Throughout all of these mind-boggling moments, Nattiv keeps intercutting sequences of Bryon undergoing 612 days of an excruciating tattoo removal process. Sitting through “Skin” is painful enough without hearing Bryon’s screaming and seeing closeups of the treatment.

Nattiv really wants to rub the viewer’s nose in all this. But to what end? The film feels completely disingenuous. Jenkins’ One People's Project is important, but the film does not show how Jenkins “turned” Bryon. Nattiv suggests it was the skinhead’s his love for Julie that made him change his mind about being racist. Jenkins only helped him find an exit strategy.

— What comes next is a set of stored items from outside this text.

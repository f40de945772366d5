//! `mmap_vma_*` event semantics
//!
//! | Event | Effect |
//! |---|---|
//! | alloc, alloc_dup_mmap | insert a new VMA in the live table |
//! | free | remove the VMA at the start address (`unmap_op = free`) |
//! | `*_unmap` | remember the pair; the live table is untouched |
//! | `*_remap` | close the open pair of the same kind and VMA struct (else the oldest of that kind): old VMA out, new VMA in |
//!
//! Resize and relocation pairs may move the VMA; access and flag changes
//! must not. VM size changes are held back while any pair is open.

use log::debug;
use vmatrace_common::kernel_fn;

use super::diagnostics::DiagnosticKind;
use super::engine::Engine;
use super::fork_exec::{exec_follows_fork, is_dup_event, Gate, GateInput, Lookahead};
use super::stack_attributor::{collect_user_stack, Creator, StackAttributor, StackScan};
use crate::classification::classify_vma;
use crate::domain::{ReplayError, Tgid, Timestamp};
use crate::plot::{PlotEvent, PlotEventSink};
use crate::process::{PendingTarget, PendingUnmap};
use crate::trace::{EventLine, MmapEvent, MmapPayload, TraceStream};
use crate::vma::{PairOp, UnmapOp, Vma, VmaOp};

const STACKS: &str = "stacks";
const RESOLVER: &str = "resolver";
const FORK_EXEC: &str = "forkexec";

fn signed(length: u64) -> i64 {
    i64::try_from(length).unwrap_or(i64::MAX)
}

fn operation_event(vma: &Vma) -> PlotEvent {
    PlotEvent::Operation {
        timestamp: vma.timestamp,
        op: vma.op,
        kind: classify_vma(vma.perms, vma.filename()),
        length: vma.length,
        module: vma.creator_module.clone(),
    }
}

impl<K: PlotEventSink> Engine<K> {
    pub(super) fn handle_mmap<S: TraceStream>(
        &mut self,
        stream: &mut S,
        line_no: u64,
        event: &EventLine,
        kind: MmapEvent,
    ) -> Result<(), ReplayError> {
        let payload = match self.payloads.parse_mmap(&event.payload) {
            Ok(payload) => payload,
            Err(e) => {
                self.malformed(line_no, None, &e);
                return Ok(());
            }
        };
        let perms = match payload.perms_key() {
            Ok(perms) => perms,
            Err(e) => {
                self.malformed(line_no, Some(payload.tgid), &e);
                return Ok(());
            }
        };

        let tgid = payload.tgid;
        self.processes.note_thread(payload.pid, tgid);
        let process = self.processes.get_or_create(tgid);
        // Messages of other threads may carry a stale comm
        if event.pid == payload.pid && process.progname.as_deref() != Some(event.task.as_str()) {
            process.progname = Some(event.task.clone());
        }

        let is_dup = is_dup_event(&event.name, &payload);
        if is_dup && !process.flags.saw_fork {
            self.note_fork(stream, line_no, &payload)?;
        }

        if !self.is_relevant(tgid) {
            self.stats.filtered += 1;
            return Ok(());
        }

        let Some(process) = self.processes.get_mut(tgid) else { return Ok(()) };
        if process.sim_disabled {
            process.stats.elided_events += 1;
            self.stats.sim_disabled += 1;
            return Ok(());
        }

        let touches_bprm = match kind {
            MmapEvent::Remap(op) => process
                .matching_pending(op, payload.vma_addr)
                .and_then(|idx| process.pending.get(idx))
                .is_some_and(|p| p.target == PendingTarget::Bprm),
            _ => process.touches_bprm(payload.start, payload.vma_addr),
        };
        let gate = process.flags.gate(GateInput {
            kernel_fn: &payload.kernel_fn,
            is_dup,
            live_empty: process.live_count() == 0,
            touches_bprm,
        });
        if gate == Gate::Suppress {
            process.stats.elided_events += 1;
            self.stats.elided += 1;
            return Ok(());
        }

        let creates_vma = matches!(kind, MmapEvent::Alloc { .. } | MmapEvent::Remap(_));
        let creator = if self.config.userstacks && creates_vma {
            self.attribute_stack(stream, line_no, event, &payload)?
        } else {
            Creator::default()
        };

        if gate == Gate::InstallBprmThenApply {
            self.install_bprm(tgid, event.timestamp);
        }

        let vma = Vma {
            tgid,
            start: payload.start,
            length: payload.length(),
            perms,
            backing: payload.backing.clone(),
            op: VmaOp::Alloc,
            timestamp: event.timestamp,
            creator_module: creator.module,
            creator_fn: creator.function,
            kernel_fn: payload.kernel_fn.clone(),
            mapped_at: None,
            unmap: None,
        };
        let to_bprm = gate == Gate::ApplyToBprm;
        match kind {
            MmapEvent::Alloc { .. } => self.apply_alloc(line_no, vma, payload.vma_addr),
            MmapEvent::Free => self.apply_free(line_no, &vma, to_bprm),
            MmapEvent::Unmap(op) => self.apply_unmap(line_no, &vma, op, payload.vma_addr, to_bprm),
            MmapEvent::Remap(op) => self.apply_remap(line_no, vma, op, payload.vma_addr),
        }
    }

    /// First `dup_mmap` of a child: link it to its parent and look ahead
    /// for an exec
    fn note_fork<S: TraceStream>(
        &mut self,
        stream: &mut S,
        line_no: u64,
        payload: &MmapPayload,
    ) -> Result<(), ReplayError> {
        let child = payload.tgid;
        self.processes.link_child(payload.ptgid, child, self.config.group);
        if let Some(process) = self.processes.get_mut(child) {
            process.flags.saw_fork = true;
        }
        if !self.is_relevant(child) {
            return Ok(());
        }

        let lookahead = exec_follows_fork(stream, &self.lines, &self.payloads, child)?;
        if lookahead == Lookahead::EndOfTrace {
            self.diagnostics.record(
                line_no,
                FORK_EXEC,
                Some(child),
                DiagnosticKind::LookaheadEof,
                "trace ends inside the fork copy; assuming no exec follows",
            );
        }
        debug!("tgid {child}: forked from {}, exec follows: {}", payload.ptgid, lookahead.exec_follows());
        if let Some(process) = self.processes.get_mut(child) {
            process.flags.exec_follows_fork = lookahead.exec_follows();
        }
        Ok(())
    }

    fn attribute_stack<S: TraceStream>(
        &mut self,
        stream: &mut S,
        line_no: u64,
        event: &EventLine,
        payload: &MmapPayload,
    ) -> Result<Creator, ReplayError> {
        let tgid = payload.tgid;
        let stack = match collect_user_stack(stream, &self.lines, event)? {
            StackScan::Found(stack) => stack,
            StackScan::Missing => {
                self.diagnostics.record(
                    line_no,
                    STACKS,
                    Some(tgid),
                    DiagnosticKind::StackMismatch,
                    format!("no user stack follows {}", event.name),
                );
                return Ok(Creator::default());
            }
            StackScan::TaskMismatch { found } => {
                self.diagnostics.record(
                    line_no,
                    STACKS,
                    Some(tgid),
                    DiagnosticKind::StackMismatch,
                    format!("stack after {} belongs to {found}, not {}", event.name, event.task),
                );
                return Ok(Creator::default());
            }
        };

        let Some(process) = self.processes.get_mut(tgid) else { return Ok(Creator::default()) };
        if payload.kernel_fn == kernel_fn::BPRM_MM_INIT {
            process.exec_ip = stack.top_ip();
        }

        let attribution = StackAttributor::new(&mut self.resolver, self.config.functions).attribute(&stack, process);
        for failure in attribution.failures {
            self.diagnostics.record(line_no, RESOLVER, Some(tgid), DiagnosticKind::ResolverFailure, failure.to_string());
        }
        self.stats.stacks_attributed += 1;
        Ok(attribution.creator)
    }

    // =========================================================================
    // LIVE TABLE EDITS
    // =========================================================================

    fn map_live(&mut self, vma: Vma) -> bool {
        let tgid = vma.tgid;
        let event = operation_event(&vma);
        let heap_end = vma.kernel_fn.contains("brk").then(|| vma.end());
        let process = self.processes.get_or_create(tgid);
        if !process.insert_live(vma) {
            return false;
        }
        if heap_end.is_some() {
            process.brk = heap_end;
        }
        self.emit(tgid, event);
        true
    }

    /// Remove a live VMA, emitting its unmap. Returns its length.
    fn unmap_live(&mut self, tgid: Tgid, start: u64, timestamp: Timestamp, op: UnmapOp) -> Option<u64> {
        let vma = self.processes.get_mut(tgid)?.remove_live(start, timestamp, op)?;
        let length = vma.length;
        let event = PlotEvent::Unmapped {
            timestamp,
            op,
            kind: classify_vma(vma.perms, vma.filename()),
            length,
            lifetime_ns: timestamp.saturating_since(vma.timestamp),
        };
        self.emit(tgid, event);
        Some(length)
    }

    fn adjust_size(&mut self, tgid: Tgid, delta: i64, timestamp: Timestamp) {
        if let Some(process) = self.processes.get_mut(tgid) {
            process.adjust_vm_size(delta, timestamp);
        }
    }

    fn live_length(&self, tgid: Tgid, start: u64) -> Option<u64> {
        self.processes.get(tgid)?.live_vma(start).map(|vma| vma.length)
    }

    fn install_bprm(&mut self, tgid: Tgid, timestamp: Timestamp) {
        let Some(process) = self.processes.get_mut(tgid) else { return };
        match process.install_bprm(timestamp) {
            Some(length) => {
                process.adjust_vm_size(signed(length), timestamp);
                debug!("tgid {tgid}: old image gone, exec stack VMA installed");
            }
            None => debug!("tgid {tgid}: no exec stack VMA to install"),
        }
    }

    // =========================================================================
    // EVENT SEMANTICS
    // =========================================================================

    fn apply_alloc(&mut self, line_no: u64, vma: Vma, vma_addr: u64) -> Result<(), ReplayError> {
        let (tgid, start, timestamp) = (vma.tgid, vma.start, vma.timestamp);

        if vma.kernel_fn == kernel_fn::BPRM_MM_INIT {
            let Some(process) = self.processes.get_mut(tgid) else { return Ok(()) };
            process.flags.saw_exec = true;
            if process.live_count() > 0 {
                debug!("tgid {tgid}: holding exec stack VMA at 0x{start:x} until the old image is gone");
                process.flags.use_bprm = true;
                let event = operation_event(&vma);
                process.hold_bprm(vma, vma_addr);
                self.emit(tgid, event);
                return Ok(());
            }
        }

        if self.live_length(tgid, start).is_some() {
            self.inconsistency(line_no, tgid, format!("alloc over live VMA at 0x{start:x}"))?;
            if let Some(length) = self.unmap_live(tgid, start, timestamp, UnmapOp::Free) {
                self.adjust_size(tgid, -signed(length), timestamp);
            }
        }

        let length = vma.length;
        if self.map_live(vma) {
            self.adjust_size(tgid, signed(length), timestamp);
        }
        self.emit_sizes(tgid, timestamp);
        Ok(())
    }

    fn apply_free(&mut self, line_no: u64, vma: &Vma, to_bprm: bool) -> Result<(), ReplayError> {
        let (tgid, start, timestamp) = (vma.tgid, vma.start, vma.timestamp);

        if to_bprm {
            if let Some(process) = self.processes.get_mut(tgid) {
                process.discard_bprm(timestamp);
            }
            debug!("tgid {tgid}: exec stack VMA at 0x{start:x} freed before it was installed");
            return Ok(());
        }

        let Some(live_length) = self.live_length(tgid, start) else {
            return self.inconsistency(line_no, tgid, format!("free of unknown VMA at 0x{start:x}"));
        };
        if live_length != vma.length {
            debug!(
                "tgid {tgid}: free of 0x{start:x} names length 0x{:x}, live VMA has 0x{live_length:x}",
                vma.length
            );
        }
        self.unmap_live(tgid, start, timestamp, UnmapOp::Free);
        self.adjust_size(tgid, -signed(live_length), timestamp);
        self.emit_sizes(tgid, timestamp);
        Ok(())
    }

    fn apply_unmap(
        &mut self,
        line_no: u64,
        vma: &Vma,
        op: PairOp,
        vma_addr: u64,
        to_bprm: bool,
    ) -> Result<(), ReplayError> {
        let (tgid, start) = (vma.tgid, vma.start);
        let target = if to_bprm {
            PendingTarget::Bprm
        } else if self.live_length(tgid, start).is_some() {
            PendingTarget::Live
        } else {
            return self.inconsistency(
                line_no,
                tgid,
                format!("{} unmap of unknown VMA at 0x{start:x}", VmaOp::from(op)),
            );
        };

        if let Some(process) = self.processes.get_mut(tgid) {
            process.pending.push_back(PendingUnmap { op, start, length: vma.length, vma_addr, line: line_no, target });
        }
        Ok(())
    }

    fn apply_remap(&mut self, line_no: u64, mut vma: Vma, op: PairOp, vma_addr: u64) -> Result<(), ReplayError> {
        let (tgid, timestamp) = (vma.tgid, vma.timestamp);
        vma.op = VmaOp::from(op);

        let Some(process) = self.processes.get_mut(tgid) else { return Ok(()) };
        let Some(pending) = process
            .matching_pending(op, vma_addr)
            .and_then(|idx| process.pending.remove(idx))
        else {
            return self.inconsistency(
                line_no,
                tgid,
                format!("{} remap at 0x{:x} without a matching unmap", vma.op, vma.start),
            );
        };

        if !op.may_move() && vma.start != pending.start {
            return self.inconsistency(
                line_no,
                tgid,
                format!("{} moved VMA from 0x{:x} to 0x{:x}", vma.op, pending.start, vma.start),
            );
        }

        if pending.target == PendingTarget::Bprm {
            let event = operation_event(&vma);
            if let Some(process) = self.processes.get_mut(tgid) {
                process.replace_bprm(vma, timestamp, UnmapOp::from(op));
            }
            self.emit(tgid, event);
            return Ok(());
        }

        let Some(old_length) = self.live_length(tgid, pending.start) else {
            return self.inconsistency(
                line_no,
                tgid,
                format!("VMA at 0x{:x} vanished before its {} remap", pending.start, vma.op),
            );
        };
        self.unmap_live(tgid, pending.start, timestamp, UnmapOp::from(op));

        if self.live_length(tgid, vma.start).is_some() {
            self.inconsistency(line_no, tgid, format!("{} remap onto live VMA at 0x{:x}", vma.op, vma.start))?;
            if let Some(length) = self.unmap_live(tgid, vma.start, timestamp, UnmapOp::Free) {
                self.adjust_size(tgid, -signed(length), timestamp);
            }
        }

        let new_length = vma.length;
        if self.map_live(vma) {
            self.adjust_size(tgid, signed(new_length) - signed(old_length), timestamp);
        } else {
            self.adjust_size(tgid, -signed(old_length), timestamp);
        }
        self.emit_sizes(tgid, timestamp);
        Ok(())
    }
}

To his credit, Jamie Bell gives a fully committed performance as Bryon despite being sabotaged by Nattiv’s feeble script and direction. Likewise, Danielle Macdonald is best in fierce mama bear mode. In support, Vera Farmiga is coolly sinister in her thankless role.

“Skin” is a superficial and disappointing look at a person, a topic, and an organization that deserve a better, more nuanced portrayal than what Nattiv delivers. This is why “Skin” is so enraging. It can only be hate-watched.